**What you will do:** Whenever a line in the data holds the string "applying", pull that line out.
Segment Start: Material for this task
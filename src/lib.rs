/// Rust Graph Bridge
///
/// Replicates a property graph held as two tables (vertices and edges) into a
/// graph database server, one remote class per type label, and reads it back.
///
/// # Architecture
///
/// ```text
/// ┌──────────────────────────────────────────────────┐
/// │           Rust Graph Bridge                      │
/// ├──────────────────────────────────────────────────┤
/// │  ┌────────────────────────────────┐              │
/// │  │   Connection Resolver          │              │
/// │  └────────────┬───────────────────┘              │
/// │               ↓                                   │
/// │  ┌────────────────────────────────┐              │
/// │  │   Schema Materializer          │              │
/// │  └────────────┬───────────────────┘              │
/// │               ↓                                   │
/// │  ┌────────────────────────────────┐              │
/// │  │   Batch Exporter / Importer    │              │
/// │  └────────────┬───────────────────┘              │
/// │               ↓                                   │
/// │  ┌────────────────────────────────┐              │
/// │  │   Graph Server (Memory/RocksDB)│              │
/// │  └────────────────────────────────┘              │
/// └──────────────────────────────────────────────────┘
/// ```
///
/// # Modules
///
/// - `types`: Remote record types (RecordId, Vertex, Edge, ClassInfo)
/// - `table`: Typed in-memory tables with CSV import/export
/// - `server`: Graph server abstraction with in-memory and RocksDB backends
/// - `bridge`: Export, import and validation of graphs
/// - `config`: Environment-driven configuration
/// - `error`: Bridge error taxonomy

pub mod types;
pub mod table;
pub mod server;
pub mod bridge;
pub mod config;
pub mod error;

// Re-export commonly used types
pub use types::{ClassInfo, ClassKind, Edge, NewEdge, NewVertex, RecordId, Vertex};

// Re-export table types
pub use table::{Column, ColumnType, CsvOptions, Schema, Table, TableError, TableResult, Value};

// Re-export server types
pub use server::{GraphDatabase, GraphServer, MemoryServer, RocksDbServer, ServerError, ServerResult, SharedServer};

// Re-export bridge types
pub use bridge::{
    export_graph, import_graph, validate, Credentials, DbUrl, EdgeOrientation, ExportOptions,
    ExportResult, Graph, ImportOptions, ImportSummary, ImportedGraph, ValidateOptions,
    ValidationReport,
};

pub use config::BridgeConfig;
pub use error::{BridgeError, BridgeResult, ErrorKind};

/// Library version
pub const VERSION: &str = env!("CARGO_PKG_VERSION");
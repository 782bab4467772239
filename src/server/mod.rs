/// Graph server abstraction
///
/// The bridge never talks to storage directly; it goes through two traits:
/// - GraphServer: endpoint matching, root (administrative) authentication,
///   database creation and user login
/// - GraphDatabase: an authenticated session on one database, exposing class
///   creation, batched record insertion and full-class scans
///
/// Implementations:
/// - MemoryServer: in-process server with fault injection, used by tests
/// - RocksDbServer: persistent server, one RocksDB instance per database

pub mod error;
pub mod memory;
pub mod rocksdb_server;

pub use error::{ServerError, ServerResult};
pub use memory::MemoryServer;
pub use rocksdb_server::RocksDbServer;

use crate::bridge::DbUrl;
use crate::types::{ClassInfo, ClassKind, Edge, NewEdge, NewVertex, Vertex};
use async_trait::async_trait;
use std::sync::Arc;

/// Users every new database is seeded with: `(name, password)`
pub const DEFAULT_USERS: &[(&str, &str)] = &[
    ("admin", "admin"),
    ("reader", "reader"),
    ("writer", "writer"),
];

/// Graph server
///
/// Administrative operations take the root password; data operations go
/// through a `GraphDatabase` session obtained with a regular user login.
#[async_trait]
pub trait GraphServer: Send + Sync {
    /// Whether this server is the endpoint `url` points at
    fn serves(&self, url: &DbUrl) -> bool;

    /// Check the root password
    ///
    /// # Returns
    /// * `Ok(())` if accepted
    /// * `Err(ServerError::InvalidRootCredentials)` otherwise
    async fn authenticate_root(&self, password: &str) -> ServerResult<()>;

    /// Check whether a database exists (requires root)
    async fn database_exists(&self, root_password: &str, name: &str) -> ServerResult<bool>;

    /// Create a database if absent (requires root)
    ///
    /// # Returns
    /// * `Ok(true)` if the database was created
    /// * `Ok(false)` if it already existed; its content is untouched
    async fn create_database(&self, root_password: &str, name: &str) -> ServerResult<bool>;

    /// Open a session on a database as a regular user
    ///
    /// # Returns
    /// * `Ok(session)` on success
    /// * `Err(ServerError::DatabaseNotFound)` if the database does not exist
    /// * `Err(ServerError::InvalidUserCredentials)` if the login is rejected
    async fn open_database(
        &self,
        name: &str,
        user: &str,
        password: &str,
    ) -> ServerResult<Arc<dyn GraphDatabase>>;
}

/// Authenticated session on one database
///
/// Sessions are shared between concurrent writers; every batch is applied
/// atomically with respect to other batches on the same database.
#[async_trait]
pub trait GraphDatabase: Send + Sync {
    /// Database name
    fn name(&self) -> &str;

    /// Create a class if absent
    ///
    /// # Returns
    /// * `Ok(true)` if the class was created
    /// * `Ok(false)` if a class of that kind and name already existed
    async fn create_class(
        &self,
        kind: ClassKind,
        name: &str,
        label_column: Option<&str>,
    ) -> ServerResult<bool>;

    /// All classes of one kind, sorted by name
    async fn classes(&self, kind: ClassKind) -> ServerResult<Vec<ClassInfo>>;

    /// Insert a batch of vertices into a class
    ///
    /// Vertex keys are unique across the whole database. The batch is
    /// rejected as a whole (`DuplicateKey`) if any key is already taken.
    async fn insert_vertices(&self, class: &str, batch: Vec<NewVertex>) -> ServerResult<usize>;

    /// Insert a batch of edges into a class
    ///
    /// Endpoints are resolved by vertex key. The batch is rejected as a whole
    /// (`VertexNotFound`) if any endpoint does not resolve.
    async fn insert_edges(&self, class: &str, batch: Vec<NewEdge>) -> ServerResult<usize>;

    /// Read every vertex of a class, in insertion order
    async fn scan_vertices(&self, class: &str) -> ServerResult<Vec<Vertex>>;

    /// Read every edge of a class, in insertion order
    async fn scan_edges(&self, class: &str) -> ServerResult<Vec<Edge>>;

    /// Number of records in a class
    async fn count(&self, kind: ClassKind, class: &str) -> ServerResult<u64>;
}

/// Shared server handle
pub type SharedServer = Arc<dyn GraphServer>;

/// Database names become directory names, so keep them to a safe alphabet
pub(crate) fn validate_database_name(name: &str) -> ServerResult<()> {
    let valid = !name.is_empty()
        && name
            .chars()
            .all(|c| c.is_ascii_alphanumeric() || c == '_' || c == '-');
    if valid {
        Ok(())
    } else {
        Err(ServerError::InvalidName(name.to_string()))
    }
}
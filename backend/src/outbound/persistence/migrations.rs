//! Embedded schema migrations for the user store.

use diesel::Connection;
use diesel::pg::PgConnection;
use diesel_migrations::{EmbeddedMigrations, MigrationHarness, embed_migrations};
use thiserror::Error;
use tracing::info;

/// Migrations compiled into the binary from `backend/migrations`.
pub const MIGRATIONS: EmbeddedMigrations = embed_migrations!("migrations");

/// Failure while applying migrations.
#[derive(Debug, Error)]
pub enum MigrationError {
    /// The database could not be reached.
    #[error("failed to connect for migrations: {0}")]
    Connect(#[from] diesel::ConnectionError),
    /// A migration failed to apply.
    #[error("failed to apply migrations: {message}")]
    Apply { message: String },
}

/// Apply every pending embedded migration to `database_url`.
///
/// Uses a short-lived synchronous connection, so call it from a blocking
/// context (for example `tokio::task::spawn_blocking`) or before the runtime
/// starts serving.
pub fn run_pending_migrations(database_url: &str) -> Result<usize, MigrationError> {
    let mut connection = PgConnection::establish(database_url)?;
    let applied = connection
        .run_pending_migrations(MIGRATIONS)
        .map_err(|err| MigrationError::Apply {
            message: err.to_string(),
        })?;
    for version in &applied {
        info!(%version, "applied migration");
    }
    Ok(applied.len())
}
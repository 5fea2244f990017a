//! Server settings loaded via OrthoConfig.
//!
//! Values layer CLI flags over `REGISTRATION_*` environment variables over
//! the defaults below.

use ortho_config::OrthoConfig;
use serde::Deserialize;

const DEFAULT_HOST: &str = "0.0.0.0";
const DEFAULT_PORT: u16 = 8080;
const DEFAULT_POOL_MAX_SIZE: u32 = 10;

/// Runtime configuration for the registration server.
#[derive(Debug, Clone, Deserialize, OrthoConfig)]
#[ortho_config(prefix = "REGISTRATION")]
pub struct ServerSettings {
    /// Interface to bind.
    pub host: Option<String>,
    /// TCP port to bind.
    pub port: Option<u16>,
    /// PostgreSQL URL. Without one, users live in process memory.
    pub database_url: Option<String>,
    /// Upper bound on pooled database connections.
    pub pool_max_size: Option<u32>,
    /// Serve without applying embedded migrations first.
    #[ortho_config(default = false)]
    pub skip_migrations: bool,
}

impl ServerSettings {
    /// Host and port handed to the listener.
    pub fn bind_addr(&self) -> (String, u16) {
        (
            self.host.clone().unwrap_or_else(|| DEFAULT_HOST.to_owned()),
            self.port.unwrap_or(DEFAULT_PORT),
        )
    }

    pub fn database_url(&self) -> Option<&str> {
        self.database_url
            .as_deref()
            .map(str::trim)
            .filter(|url| !url.is_empty())
    }

    pub fn pool_max_size(&self) -> u32 {
        self.pool_max_size.unwrap_or(DEFAULT_POOL_MAX_SIZE)
    }

    /// Whether embedded migrations run before the listener binds.
    pub fn run_migrations(&self) -> bool {
        !self.skip_migrations
    }
}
Segment End: Material for this task
**Output of the task:**
/// Failure while applying migrations.
    /// Serve without applying embedded migrations first.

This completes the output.